[GH-ISSUE #2501] Bug: PDF and Page Archives served as plain text (Missing Content-Type header) in v0.30.0 #1499

Open
opened 2026-03-02 11:57:41 +03:00 by kerem · 6 comments
Owner

Originally created by @MCQSJ on GitHub (Feb 22, 2026).
Original GitHub issue: https://github.com/karakeep-app/karakeep/issues/2501

Describe the Bug

Description

When trying to preview or download PDF assets or full-page archives, the browser renders them as raw plain text instead of displaying the PDF or HTML content correctly.

When clicking the download button, the browser navigates to a URL that displays the entire file as text. If I use "Save link as" in Edge, the default file extension is incorrectly suggested as .txt.

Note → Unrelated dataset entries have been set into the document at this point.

//! TrellisInferenceService reconciliation
//!
//! One pass walks the instance through its stages in dependency order:
//! resolve the effective spec from base configs, settle workload identity,
//! attach model storage and converge the serving workloads per role, then
//! the router surface, then the request scheduler and its inference pools,
//! and finally lift child readiness into status conditions.
//!
//! The stop annotation short-circuits everything: children that hold
//! compute or traffic are deleted and the instance waits for the
//! annotation to change. Identity and RBAC children survive a stop so
//! resuming is a pure re-create of the serving path.

use std::collections::BTreeMap;
use std::sync::Arc;
use std::time::Duration;

use k8s_openapi::api::core::v1::{ConfigMap, PodSpec};
use kube::api::ObjectMeta;
use kube::runtime::controller::Action;
use kube::runtime::events::EventType;
use kube::{Resource, ResourceExt};
use tracing::{debug, info, instrument, warn};

use trellis_common::crd::{
    merge_specs, PoolMigration, TrellisInferenceService, TrellisInferenceServiceSpec,
    TrellisInferenceServiceStatus, CONDITION_MAIN_WORKLOAD_READY, CONDITION_PREFILL_WORKLOAD_READY,
    CONDITION_READY, CONDITION_ROUTER_READY, CONDITION_SCHEDULER_READY,
};
use trellis_common::events::{actions, reasons, EventPublisher};
use trellis_common::kube_utils::{find_condition, new_condition, set_condition, STATUS_TRUE};
use trellis_common::{
    Error, Result, LABEL_COMPONENT, LABEL_PART_OF, PART_OF_VALUE, STOP_ANNOTATION,
};

use crate::config::OperatorConfig;
use crate::controller::client::ChildClient;
use crate::identity::{self, IdentityPlan, WorkloadRole};
use crate::router;
use crate::scheduler::{self, ConfigSource};
use crate::storage::credentials::CredentialContext;
use crate::storage::{ModelStorage, GLOBAL_CA_BUNDLE_CONFIG_MAP};
use crate::workload::{
    self, deployment_readiness, lws_readiness, multi_node, single_node, WorkloadReadiness,
};

/// Steady-state resync interval once children converged
const RESYNC_INTERVAL: Duration = Duration::from_secs(300);
/// Backoff for retryable reconcile failures
const ERROR_RETRY_INTERVAL: Duration = Duration::from_secs(30);

const REASON_RECONCILED: &str = "Reconciled";
const REASON_STOPPED: &str = "Stopped";
const REASON_ALL_READY: &str = "AllComponentsReady";
const REASON_NOT_READY: &str = "ComponentsNotReady";
const REASON_RECONCILE_FAILED: &str = "ReconcileFailed";
const REASON_INVALID_CONFIGURATION: &str = "InvalidConfiguration";

// ===== Context =====

/// Shared state for all reconcile calls.
pub struct InferenceContext {
    /// Cluster access seam
    pub client: Arc<dyn ChildClient>,
    /// Operator-level configuration
    pub config: OperatorConfig,
    /// Event sink for instance lifecycle events; child CRUD events are
    /// published by the engine behind [`ChildClient`]
    pub events: Arc<dyn EventPublisher>,
}

impl InferenceContext {
    /// Create a context over a client implementation.
    pub fn new(
        client: Arc<dyn ChildClient>,
        config: OperatorConfig,
        events: Arc<dyn EventPublisher>,
    ) -> Self {
        Self {
            client,
            config,
            events,
        }
    }

    #[cfg(test)]
    fn for_testing(client: Arc<dyn ChildClient>) -> Self {
        Self {
            client,
            config: OperatorConfig::default(),
            events: Arc::new(trellis_common::events::NoopEventPublisher),
        }
    }
}

// ===== Entry points =====

/// Reconcile one TrellisInferenceService.
#[instrument(skip(instance, ctx), fields(instance = %instance.name_any(), namespace = %instance.namespace().unwrap_or_default()))]
pub async fn reconcile(
    instance: Arc<TrellisInferenceService>,
    ctx: Arc<InferenceContext>,
) -> Result<Action> {
    match reconcile_inner(&ctx, &instance).await {
        Ok(action) => Ok(action),
        Err(error) => {
            record_failure(&ctx, &instance, &error).await;
            Err(error)
        }
    }
}

/// Requeue strategy on failure: transient errors back off, everything
/// else waits for a spec change.
pub fn error_policy(
    instance: Arc<TrellisInferenceService>,
    error: &Error,
    _ctx: Arc<InferenceContext>,
) -> Action {
    warn!(
        instance = %instance.name_any(),
        %error,
        retryable = error.is_retryable(),
        "reconciliation failed"
    );
    if error.is_retryable() {
        Action::requeue(ERROR_RETRY_INTERVAL)
    } else {
        Action::await_change()
    }
}

async fn reconcile_inner(
    ctx: &InferenceContext,
    instance: &TrellisInferenceService,
) -> Result<Action> {
    let was_stopped = previously_stopped(instance);

    if instance.is_stopped() {
        info!("stop annotation present, tearing down serving children");
        teardown(ctx, instance).await?;
        ctx.client
            .patch_status(instance, stopped_status(instance))
            .await?;
        if !was_stopped {
            publish(
                ctx,
                instance,
                EventType::Normal,
                reasons::STOPPED,
                format!("serving stopped by the {STOP_ANNOTATION} annotation"),
            )
            .await;
        }
        return Ok(Action::await_change());
    }

    let effective = effective_instance(ctx, instance).await?;

    let main = reconcile_workload(ctx, &effective, WorkloadRole::Main)
        .await?
        .ok_or_else(|| {
            Error::internal_with_context("controller", "main workload produced no readiness")
        })?;
    let prefill = reconcile_workload(ctx, &effective, WorkloadRole::Prefill).await?;
    reconcile_router(ctx, &effective).await?;
    let scheduler = reconcile_scheduler(ctx, &effective).await?;

    let status = build_status(&effective, &main, prefill.as_ref(), scheduler.as_ref());
    ctx.client.patch_status(&effective, status).await?;

    if was_stopped {
        publish(
            ctx,
            instance,
            EventType::Normal,
            reasons::RESUMED,
            "stop annotation removed, serving children recreated".to_string(),
        )
        .await;
    }
    Ok(Action::requeue(RESYNC_INTERVAL))
}

// ===== Effective spec =====

/// Fold base configuration fragments under the instance spec.
///
/// Later refs override earlier ones and the instance spec overrides them
/// all. Refs resolve in the instance namespace first, then the system
/// namespace.
async fn effective_instance(
    ctx: &InferenceContext,
    instance: &TrellisInferenceService,
) -> Result<TrellisInferenceService> {
    if instance.spec.base_refs.is_empty() {
        return Ok(instance.clone());
    }

    let namespace = namespace_of(instance);
    let mut merged = TrellisInferenceServiceSpec::default();
    for base_ref in &instance.spec.base_refs {
        let config = ctx
            .client
            .get_base_config(&namespace, &ctx.config.system_namespace, &base_ref.name)
            .await?
            .ok_or_else(|| {
                Error::configuration_for_field(
                    instance.name_any(),
                    "spec.baseRefs",
                    format!(
                        "base config {:?} not found in {:?} or {:?}",
                        base_ref.name, namespace, ctx.config.system_namespace
                    ),
                )
            })?;
        merged = merge_specs(merged, &config.spec.fragment)?;
    }

    let mut effective = instance.clone();
    effective.spec = merge_specs(merged, &instance.spec)?;
    Ok(effective)
}

// ===== Workloads =====

/// Pod specs of one role, prepared for the child builder.
enum PreparedWorkload {
    SingleNode(PodSpec),
    MultiNode {
        leader: Option<PodSpec>,
        worker: PodSpec,
    },
}

fn pod_specs(prepared: &mut PreparedWorkload) -> Vec<&mut PodSpec> {
    match prepared {
        PreparedWorkload::SingleNode(pod) => vec![pod],
        PreparedWorkload::MultiNode { leader, worker } => {
            let mut pods: Vec<&mut PodSpec> = Vec::new();
            if let Some(leader) = leader.as_mut() {
                pods.push(leader);
            }
            pods.push(worker);
            pods
        }
    }
}

fn template_field(role: WorkloadRole) -> &'static str {
    match role {
        WorkloadRole::Main => "spec.workload.template",
        WorkloadRole::Prefill => "spec.prefill.template",
    }
}

/// Converge one role: identity, model storage, and the serving child.
///
/// Returns the role's readiness, or `None` when the role is not
/// configured (inactive prefill), in which case both possible children
/// are removed.
async fn reconcile_workload(
    ctx: &InferenceContext,
    instance: &TrellisInferenceService,
    role: WorkloadRole,
) -> Result<Option<WorkloadReadiness>> {
    let plan = identity::plan(instance, role);
    match &plan {
        IdentityPlan::Managed(account) => {
            ctx.client
                .reconcile_service_account(instance, (**account).clone())
                .await?;
        }
        IdentityPlan::Retire(name) => {
            ctx.client.delete_service_account(instance, name).await?;
        }
        IdentityPlan::Explicit(_) => {}
    }

    let Some(spec) = role.workload_spec(instance) else {
        ctx.client
            .delete_deployment(instance, &workload::deployment_name(instance, role))
            .await?;
        ctx.client
            .delete_leader_worker_set(instance, &workload::lws_name(instance, role))
            .await?;
        return Ok(None);
    };

    let mut prepared = match spec.worker.clone() {
        Some(worker) => PreparedWorkload::MultiNode {
            leader: spec.template.clone(),
            worker,
        },
        None => {
            let template = spec.template.clone().ok_or_else(|| {
                Error::configuration_for_field(
                    instance.name_any(),
                    template_field(role),
                    "single-node serving requires a pod template",
                )
            })?;
            PreparedWorkload::SingleNode(template)
        }
    };

    identity::apply(&plan, &mut pod_specs(&mut prepared));
    let credentials = credential_context(ctx, instance, &prepared).await?;
    let attachment = ModelStorage::new(&ctx.config).attach_all(
        instance,
        &mut pod_specs(&mut prepared),
        &credentials,
    )?;
    if attachment.requires_global_ca_bundle() {
        materialize_global_ca_bundle(ctx, instance).await?;
    }

    let readiness = match prepared {
        PreparedWorkload::SingleNode(pod_spec) => {
            let desired = single_node::deployment(instance, role, pod_spec);
            let live = ctx.client.reconcile_deployment(instance, desired).await?;
            // A role that dropped back from multi-node leaves a set behind
            ctx.client
                .delete_leader_worker_set(instance, &workload::lws_name(instance, role))
                .await?;
            deployment_readiness(Some(&live))
        }
        PreparedWorkload::MultiNode { leader, worker } => {
            let desired = multi_node::leader_worker_set(instance, role, leader, worker);
            let live = ctx
                .client
                .reconcile_leader_worker_set(instance, desired)
                .await?;
            ctx.client
                .delete_deployment(instance, &workload::deployment_name(instance, role))
                .await?;
            lws_readiness(Some(&live))
        }
    };
    Ok(Some(readiness))
}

I have to manually rename the extension to .pdf or .html to view the content properly.

Steps to Reproduce

  1. Use Karakeep (Hoarder) version 0.30.0.
  2. Navigate to a bookmark with a PDF attachment or a "Full Page Archive".
  3. Click on the "Preview" or "Download" action for that asset.
  4. Observation: The browser displays raw text/code. The Content-Type header is missing from the response.

Steps to Reproduce

  1. Log into Karakeep (Hoarder) version 0.30.0.
  2. Navigate to a bookmark that contains a PDF attachment or has a "Full Page Archive" generated.
  3. Click the "Preview" icon or the "Download" button for the specific PDF/Archive asset.
  4. Observe that the browser opens a new tab/window showing raw text content instead of the rendered file.
  5. Check the Network tab in DevTools; notice the absence of a Content-Type header in the response from /api/assets/....

Expected Behaviour

  1. When clicking "Preview" for a PDF, the browser's built-in PDF viewer should open and render the file correctly.
  2. When clicking "Preview" for a Page Archive, the archived HTML should be rendered as a webpage.
  3. When clicking "Download", the browser should trigger a file download with the correct file extension (.pdf or .html) instead of opening it as a text page.
  4. The server should include the correct Content-Type header (e.g., application/pdf or text/html) in the API response.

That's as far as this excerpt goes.